▸ WHAT YOU SHOULD DO: Every line of the data below that holds the string "input" needs to be reported.
GIVEN RECORDS Block Start
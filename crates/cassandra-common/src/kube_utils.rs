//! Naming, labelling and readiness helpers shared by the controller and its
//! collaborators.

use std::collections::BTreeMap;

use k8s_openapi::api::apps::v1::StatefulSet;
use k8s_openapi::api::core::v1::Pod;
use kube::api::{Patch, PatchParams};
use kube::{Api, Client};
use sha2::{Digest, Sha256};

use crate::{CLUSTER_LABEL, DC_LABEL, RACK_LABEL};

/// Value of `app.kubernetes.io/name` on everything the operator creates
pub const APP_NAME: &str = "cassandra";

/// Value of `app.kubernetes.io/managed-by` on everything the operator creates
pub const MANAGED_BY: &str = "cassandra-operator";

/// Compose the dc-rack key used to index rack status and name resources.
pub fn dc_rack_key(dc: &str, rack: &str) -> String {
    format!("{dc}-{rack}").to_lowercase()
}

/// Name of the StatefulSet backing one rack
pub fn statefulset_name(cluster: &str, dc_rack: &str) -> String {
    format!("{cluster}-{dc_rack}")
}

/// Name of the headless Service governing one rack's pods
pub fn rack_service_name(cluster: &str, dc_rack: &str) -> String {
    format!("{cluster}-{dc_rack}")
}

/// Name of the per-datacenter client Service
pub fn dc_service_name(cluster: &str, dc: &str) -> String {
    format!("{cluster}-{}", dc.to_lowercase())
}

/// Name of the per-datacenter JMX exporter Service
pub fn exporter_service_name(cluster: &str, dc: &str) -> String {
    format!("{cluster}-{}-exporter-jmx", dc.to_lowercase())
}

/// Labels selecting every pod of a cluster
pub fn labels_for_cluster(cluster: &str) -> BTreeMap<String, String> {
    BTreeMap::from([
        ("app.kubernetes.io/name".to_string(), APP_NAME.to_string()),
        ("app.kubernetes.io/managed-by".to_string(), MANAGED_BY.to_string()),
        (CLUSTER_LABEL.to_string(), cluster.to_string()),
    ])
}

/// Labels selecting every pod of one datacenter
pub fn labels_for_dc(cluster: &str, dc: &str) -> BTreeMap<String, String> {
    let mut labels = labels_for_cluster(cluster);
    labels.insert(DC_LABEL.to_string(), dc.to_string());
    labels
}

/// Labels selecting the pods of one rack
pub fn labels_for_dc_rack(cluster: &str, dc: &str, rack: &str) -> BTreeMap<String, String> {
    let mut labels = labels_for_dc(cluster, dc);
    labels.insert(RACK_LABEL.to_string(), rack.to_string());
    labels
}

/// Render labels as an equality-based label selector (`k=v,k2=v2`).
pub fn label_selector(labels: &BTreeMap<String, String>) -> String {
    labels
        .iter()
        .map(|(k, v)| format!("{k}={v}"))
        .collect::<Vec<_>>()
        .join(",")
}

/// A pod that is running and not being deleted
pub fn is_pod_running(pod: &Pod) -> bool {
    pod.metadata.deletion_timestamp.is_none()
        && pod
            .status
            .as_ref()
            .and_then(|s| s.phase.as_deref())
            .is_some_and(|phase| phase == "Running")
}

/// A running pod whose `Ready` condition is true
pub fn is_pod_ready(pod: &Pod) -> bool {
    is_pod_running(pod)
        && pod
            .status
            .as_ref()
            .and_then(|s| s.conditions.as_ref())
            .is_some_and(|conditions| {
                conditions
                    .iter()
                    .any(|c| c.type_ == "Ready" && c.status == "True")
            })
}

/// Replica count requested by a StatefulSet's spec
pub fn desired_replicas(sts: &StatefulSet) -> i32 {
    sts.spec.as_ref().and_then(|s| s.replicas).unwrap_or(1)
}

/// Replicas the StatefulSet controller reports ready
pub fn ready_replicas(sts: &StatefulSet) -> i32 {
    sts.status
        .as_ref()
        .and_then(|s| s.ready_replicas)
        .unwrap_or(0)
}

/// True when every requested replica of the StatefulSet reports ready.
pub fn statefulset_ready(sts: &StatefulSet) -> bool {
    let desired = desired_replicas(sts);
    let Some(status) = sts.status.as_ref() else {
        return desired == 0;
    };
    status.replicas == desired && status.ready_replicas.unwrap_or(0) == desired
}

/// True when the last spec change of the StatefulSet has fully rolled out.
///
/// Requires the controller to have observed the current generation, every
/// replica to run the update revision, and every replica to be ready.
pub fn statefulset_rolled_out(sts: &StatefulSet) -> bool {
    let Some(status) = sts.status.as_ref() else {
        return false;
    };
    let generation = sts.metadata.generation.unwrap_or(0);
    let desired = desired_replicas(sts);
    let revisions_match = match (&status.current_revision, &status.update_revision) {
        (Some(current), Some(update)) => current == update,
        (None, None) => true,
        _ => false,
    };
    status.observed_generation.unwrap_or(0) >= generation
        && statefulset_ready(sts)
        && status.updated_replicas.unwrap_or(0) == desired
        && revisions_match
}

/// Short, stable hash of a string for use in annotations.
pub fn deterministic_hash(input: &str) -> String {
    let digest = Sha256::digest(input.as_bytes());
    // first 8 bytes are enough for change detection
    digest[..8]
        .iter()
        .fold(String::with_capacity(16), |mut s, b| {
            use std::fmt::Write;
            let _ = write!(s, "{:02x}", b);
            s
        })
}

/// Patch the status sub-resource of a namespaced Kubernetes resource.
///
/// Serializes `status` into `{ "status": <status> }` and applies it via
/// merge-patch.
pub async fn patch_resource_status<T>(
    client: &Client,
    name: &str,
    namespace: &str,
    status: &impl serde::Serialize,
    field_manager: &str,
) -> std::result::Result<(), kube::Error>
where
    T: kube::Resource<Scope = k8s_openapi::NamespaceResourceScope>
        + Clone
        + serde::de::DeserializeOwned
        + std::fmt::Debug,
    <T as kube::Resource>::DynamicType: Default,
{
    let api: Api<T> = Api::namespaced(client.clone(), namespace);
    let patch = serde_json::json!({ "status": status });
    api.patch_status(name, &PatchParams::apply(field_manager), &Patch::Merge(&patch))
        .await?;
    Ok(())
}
GIVEN RECORDS Block End
▸ EXERCISE OUTPUT:
pub fn deterministic_hash(input: &str) -> String {
    let digest = Sha256::digest(input.as_bytes());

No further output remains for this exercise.